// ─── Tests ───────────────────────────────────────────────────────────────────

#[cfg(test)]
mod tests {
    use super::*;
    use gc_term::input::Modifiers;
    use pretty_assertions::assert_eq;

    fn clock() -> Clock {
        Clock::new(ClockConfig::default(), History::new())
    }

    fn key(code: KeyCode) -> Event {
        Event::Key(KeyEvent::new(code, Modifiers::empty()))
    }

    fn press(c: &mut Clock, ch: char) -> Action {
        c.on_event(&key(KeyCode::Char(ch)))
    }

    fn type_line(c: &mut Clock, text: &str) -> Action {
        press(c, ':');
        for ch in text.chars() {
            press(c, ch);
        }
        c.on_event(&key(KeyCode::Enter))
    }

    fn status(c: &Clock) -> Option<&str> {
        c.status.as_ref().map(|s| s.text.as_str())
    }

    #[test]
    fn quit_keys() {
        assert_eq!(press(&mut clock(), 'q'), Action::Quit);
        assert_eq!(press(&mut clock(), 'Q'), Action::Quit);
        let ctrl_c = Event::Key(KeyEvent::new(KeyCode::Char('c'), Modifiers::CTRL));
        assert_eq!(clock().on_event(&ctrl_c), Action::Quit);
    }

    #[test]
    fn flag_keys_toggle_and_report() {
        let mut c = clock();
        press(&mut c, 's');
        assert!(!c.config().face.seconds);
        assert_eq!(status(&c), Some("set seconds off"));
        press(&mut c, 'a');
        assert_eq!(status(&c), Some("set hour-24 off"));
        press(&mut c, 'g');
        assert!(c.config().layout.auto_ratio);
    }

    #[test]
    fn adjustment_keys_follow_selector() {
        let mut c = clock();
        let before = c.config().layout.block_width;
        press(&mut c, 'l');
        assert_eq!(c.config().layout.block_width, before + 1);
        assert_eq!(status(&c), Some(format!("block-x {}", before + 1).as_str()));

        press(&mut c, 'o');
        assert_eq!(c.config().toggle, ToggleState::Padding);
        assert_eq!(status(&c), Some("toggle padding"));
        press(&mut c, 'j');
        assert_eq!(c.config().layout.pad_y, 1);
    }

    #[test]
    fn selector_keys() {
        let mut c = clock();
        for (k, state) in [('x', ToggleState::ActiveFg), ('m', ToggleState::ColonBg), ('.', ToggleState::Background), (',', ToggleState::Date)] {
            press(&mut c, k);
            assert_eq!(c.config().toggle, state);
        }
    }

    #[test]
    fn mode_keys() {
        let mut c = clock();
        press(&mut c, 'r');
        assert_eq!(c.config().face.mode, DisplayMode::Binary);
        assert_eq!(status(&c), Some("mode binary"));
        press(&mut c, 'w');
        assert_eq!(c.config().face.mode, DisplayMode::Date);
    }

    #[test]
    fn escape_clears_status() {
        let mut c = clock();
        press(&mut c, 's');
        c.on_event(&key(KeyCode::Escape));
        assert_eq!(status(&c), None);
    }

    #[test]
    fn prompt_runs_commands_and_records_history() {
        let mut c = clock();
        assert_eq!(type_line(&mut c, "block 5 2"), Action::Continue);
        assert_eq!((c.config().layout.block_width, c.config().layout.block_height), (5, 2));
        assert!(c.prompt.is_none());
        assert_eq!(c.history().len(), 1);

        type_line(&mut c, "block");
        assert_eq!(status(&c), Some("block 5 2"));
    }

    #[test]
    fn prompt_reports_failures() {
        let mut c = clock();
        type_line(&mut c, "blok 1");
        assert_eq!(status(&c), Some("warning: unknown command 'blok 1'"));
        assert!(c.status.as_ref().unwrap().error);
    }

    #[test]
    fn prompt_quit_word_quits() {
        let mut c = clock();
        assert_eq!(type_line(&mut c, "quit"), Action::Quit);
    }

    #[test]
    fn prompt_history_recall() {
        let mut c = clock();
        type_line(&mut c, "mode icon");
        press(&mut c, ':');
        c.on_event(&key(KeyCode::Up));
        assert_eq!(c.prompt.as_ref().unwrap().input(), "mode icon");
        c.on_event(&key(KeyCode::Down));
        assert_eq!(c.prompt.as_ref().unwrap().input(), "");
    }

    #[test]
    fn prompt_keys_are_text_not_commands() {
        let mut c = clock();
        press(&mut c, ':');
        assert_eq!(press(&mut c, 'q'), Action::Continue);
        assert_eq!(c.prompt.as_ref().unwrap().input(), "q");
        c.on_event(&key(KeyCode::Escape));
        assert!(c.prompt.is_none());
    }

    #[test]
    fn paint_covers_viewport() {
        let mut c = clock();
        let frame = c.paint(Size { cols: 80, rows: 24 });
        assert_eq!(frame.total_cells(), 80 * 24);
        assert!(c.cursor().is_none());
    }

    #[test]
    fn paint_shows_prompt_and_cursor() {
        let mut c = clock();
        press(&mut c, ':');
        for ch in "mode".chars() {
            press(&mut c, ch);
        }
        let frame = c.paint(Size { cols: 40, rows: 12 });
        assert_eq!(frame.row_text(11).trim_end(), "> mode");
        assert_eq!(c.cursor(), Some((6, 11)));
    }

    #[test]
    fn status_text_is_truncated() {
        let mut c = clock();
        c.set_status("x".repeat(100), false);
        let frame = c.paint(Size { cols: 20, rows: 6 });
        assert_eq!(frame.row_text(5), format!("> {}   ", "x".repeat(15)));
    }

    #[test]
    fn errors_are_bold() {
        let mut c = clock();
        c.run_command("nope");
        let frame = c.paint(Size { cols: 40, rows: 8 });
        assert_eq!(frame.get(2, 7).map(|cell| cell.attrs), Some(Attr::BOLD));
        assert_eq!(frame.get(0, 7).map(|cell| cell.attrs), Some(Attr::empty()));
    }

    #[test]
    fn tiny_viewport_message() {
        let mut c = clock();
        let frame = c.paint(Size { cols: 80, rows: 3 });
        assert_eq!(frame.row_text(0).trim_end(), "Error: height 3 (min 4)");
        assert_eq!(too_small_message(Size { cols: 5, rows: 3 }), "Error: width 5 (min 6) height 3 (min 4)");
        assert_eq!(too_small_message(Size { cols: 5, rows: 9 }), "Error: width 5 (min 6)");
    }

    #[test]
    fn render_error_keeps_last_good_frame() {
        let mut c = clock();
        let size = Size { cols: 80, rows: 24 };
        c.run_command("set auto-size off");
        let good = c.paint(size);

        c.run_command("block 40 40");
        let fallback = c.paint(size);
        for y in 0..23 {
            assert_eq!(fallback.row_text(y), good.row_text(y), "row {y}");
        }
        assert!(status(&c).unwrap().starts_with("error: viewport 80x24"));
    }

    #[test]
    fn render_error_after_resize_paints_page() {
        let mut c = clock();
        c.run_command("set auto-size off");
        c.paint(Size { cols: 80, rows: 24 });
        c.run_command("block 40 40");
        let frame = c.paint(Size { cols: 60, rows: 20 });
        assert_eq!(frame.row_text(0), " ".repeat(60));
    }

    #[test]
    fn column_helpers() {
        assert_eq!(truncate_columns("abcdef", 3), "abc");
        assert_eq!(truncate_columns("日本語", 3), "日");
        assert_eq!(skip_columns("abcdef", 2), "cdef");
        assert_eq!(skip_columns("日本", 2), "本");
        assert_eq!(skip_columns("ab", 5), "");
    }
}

====

● **THE TASK**: All records are to be written out exactly.

● **RESULT OF THIS TASK**:
// ─── Tests ───────────────────────────────────────────────────────────────────

#[cfg(test)]
mod tests {
    use super::*;
    use gc_term::input::Modifiers;
    use pretty_assertions::assert_eq;

    fn clock() -> Clock {
        Clock::new(ClockConfig::default(), History::new())
    }

    fn key(code: KeyCode) -> Event {
        Event::Key(KeyEvent::new(code, Modifiers::empty()))
    }

    fn press(c: &mut Clock, ch: char) -> Action {
        c.on_event(&key(KeyCode::Char(ch)))
    }

    fn type_line(c: &mut Clock, text: &str) -> Action {
        press(c, ':');
        for ch in text.chars() {
            press(c, ch);
        }
        c.on_event(&key(KeyCode::Enter))
    }

    fn status(c: &Clock) -> Option<&str> {
        c.status.as_ref().map(|s| s.text.as_str())
    }

    #[test]
    fn quit_keys() {
        assert_eq!(press(&mut clock(), 'q'), Action::Quit);
        assert_eq!(press(&mut clock(), 'Q'), Action::Quit);
        let ctrl_c = Event::Key(KeyEvent::new(KeyCode::Char('c'), Modifiers::CTRL));
        assert_eq!(clock().on_event(&ctrl_c), Action::Quit);
    }

    #[test]
    fn flag_keys_toggle_and_report() {
        let mut c = clock();
        press(&mut c, 's');
        assert!(!c.config().face.seconds);
        assert_eq!(status(&c), Some("set seconds off"));
        press(&mut c, 'a');
        assert_eq!(status(&c), Some("set hour-24 off"));
        press(&mut c, 'g');
        assert!(c.config().layout.auto_ratio);
    }

    #[test]
    fn adjustment_keys_follow_selector() {
        let mut c = clock();
        let before = c.config().layout.block_width;
        press(&mut c, 'l');
        assert_eq!(c.config().layout.block_width, before + 1);
        assert_eq!(status(&c), Some(format!("block-x {}", before + 1).as_str()));

        press(&mut c, 'o');
        assert_eq!(c.config().toggle, ToggleState::Padding);
        assert_eq!(status(&c), Some("toggle padding"));
        press(&mut c, 'j');
        assert_eq!(c.config().layout.pad_y, 1);
    }

    #[test]
    fn selector_keys() {
        let mut c = clock();
        for (k, state) in [('x', ToggleState::ActiveFg), ('m', ToggleState::ColonBg), ('.', ToggleState::Background), (',', ToggleState::Date)] {
            press(&mut c, k);
            assert_eq!(c.config().toggle, state);
        }
    }

    #[test]
    fn mode_keys() {
        let mut c = clock();
        press(&mut c, 'r');
        assert_eq!(c.config().face.mode, DisplayMode::Binary);
        assert_eq!(status(&c), Some("mode binary"));
        press(&mut c, 'w');
        assert_eq!(c.config().face.mode, DisplayMode::Date);
    }

    #[test]
    fn escape_clears_status() {
        let mut c = clock();
        press(&mut c, 's');
        c.on_event(&key(KeyCode::Escape));
        assert_eq!(status(&c), None);
    }

    #[test]
    fn prompt_runs_commands_and_records_history() {
        let mut c = clock();
        assert_eq!(type_line(&mut c, "block 5 2"), Action::Continue);
        assert_eq!((c.config().layout.block_width, c.config().layout.block_height), (5, 2));
        assert!(c.prompt.is_none());
        assert_eq!(c.history().len(), 1);

        type_line(&mut c, "block");
        assert_eq!(status(&c), Some("block 5 2"));
    }

    #[test]
    fn prompt_reports_failures() {
        let mut c = clock();
        type_line(&mut c, "blok 1");
        assert_eq!(status(&c), Some("warning: unknown command 'blok 1'"));
        assert!(c.status.as_ref().unwrap().error);
    }

    #[test]
    fn prompt_quit_word_quits() {
        let mut c = clock();
        assert_eq!(type_line(&mut c, "quit"), Action::Quit);
    }

    #[test]
    fn prompt_history_recall() {
        let mut c = clock();
        type_line(&mut c, "mode icon");
        press(&mut c, ':');
        c.on_event(&key(KeyCode::Up));
        assert_eq!(c.prompt.as_ref().unwrap().input(), "mode icon");
        c.on_event(&key(KeyCode::Down));
        assert_eq!(c.prompt.as_ref().unwrap().input(), "");
    }

    #[test]
    fn prompt_keys_are_text_not_commands() {
        let mut c = clock();
        press(&mut c, ':');
        assert_eq!(press(&mut c, 'q'), Action::Continue);
        assert_eq!(c.prompt.as_ref().unwrap().input(), "q");
        c.on_event(&key(KeyCode::Escape));
        assert!(c.prompt.is_none());
    }

    #[test]
    fn paint_covers_viewport() {
        let mut c = clock();
        let frame = c.paint(Size { cols: 80, rows: 24 });
        assert_eq!(frame.total_cells(), 80 * 24);
        assert!(c.cursor().is_none());
    }

    #[test]
    fn paint_shows_prompt_and_cursor() {
        let mut c = clock();
        press(&mut c, ':');
        for ch in "mode".chars() {
            press(&mut c, ch);
        }
        let frame = c.paint(Size { cols: 40, rows: 12 });
        assert_eq!(frame.row_text(11).trim_end(), "> mode");
        assert_eq!(c.cursor(), Some((6, 11)));
    }

    #[test]
    fn status_text_is_truncated() {
        let mut c = clock();
        c.set_status("x".repeat(100), false);
        let frame = c.paint(Size { cols: 20, rows: 6 });
        assert_eq!(frame.row_text(5), format!("> {}   ", "x".repeat(15)));
    }

    #[test]
    fn errors_are_bold() {
        let mut c = clock();
        c.run_command("nope");
        let frame = c.paint(Size { cols: 40, rows: 8 });
        assert_eq!(frame.get(2, 7).map(|cell| cell.attrs), Some(Attr::BOLD));
        assert_eq!(frame.get(0, 7).map(|cell| cell.attrs), Some(Attr::empty()));
    }

    #[test]
    fn tiny_viewport_message() {
        let mut c = clock();
        let frame = c.paint(Size { cols: 80, rows: 3 });
        assert_eq!(frame.row_text(0).trim_end(), "Error: height 3 (min 4)");
        assert_eq!(too_small_message(Size { cols: 5, rows: 3 }), "Error: width 5 (min 6) height 3 (min 4)");
        assert_eq!(too_small_message(Size { cols: 5, rows: 9 }), "Error: width 5 (min 6)");
    }

    #[test]
    fn render_error_keeps_last_good_frame() {
        let mut c = clock();
        let size = Size { cols: 80, rows: 24 };
        c.run_command("set auto-size off");
        let good = c.paint(size);

        c.run_command("block 40 40");
        let fallback = c.paint(size);
        for y in 0..23 {
            assert_eq!(fallback.row_text(y), good.row_text(y), "row {y}");
        }
        assert!(status(&c).unwrap().starts_with("error: viewport 80x24"));
    }

    #[test]
    fn render_error_after_resize_paints_page() {
        let mut c = clock();
        c.run_command("set auto-size off");
        c.paint(Size { cols: 80, rows: 24 });
        c.run_command("block 40 40");
        let frame = c.paint(Size { cols: 60, rows: 20 });
        assert_eq!(frame.row_text(0), " ".repeat(60));
    }

    #[test]
    fn column_helpers() {
        assert_eq!(truncate_columns("abcdef", 3), "abc");
        assert_eq!(truncate_columns("日本語", 3), "日");
        assert_eq!(skip_columns("abcdef", 2), "cdef");
        assert_eq!(skip_columns("日本", 2), "本");
        assert_eq!(skip_columns("ab", 5), "");
    }
}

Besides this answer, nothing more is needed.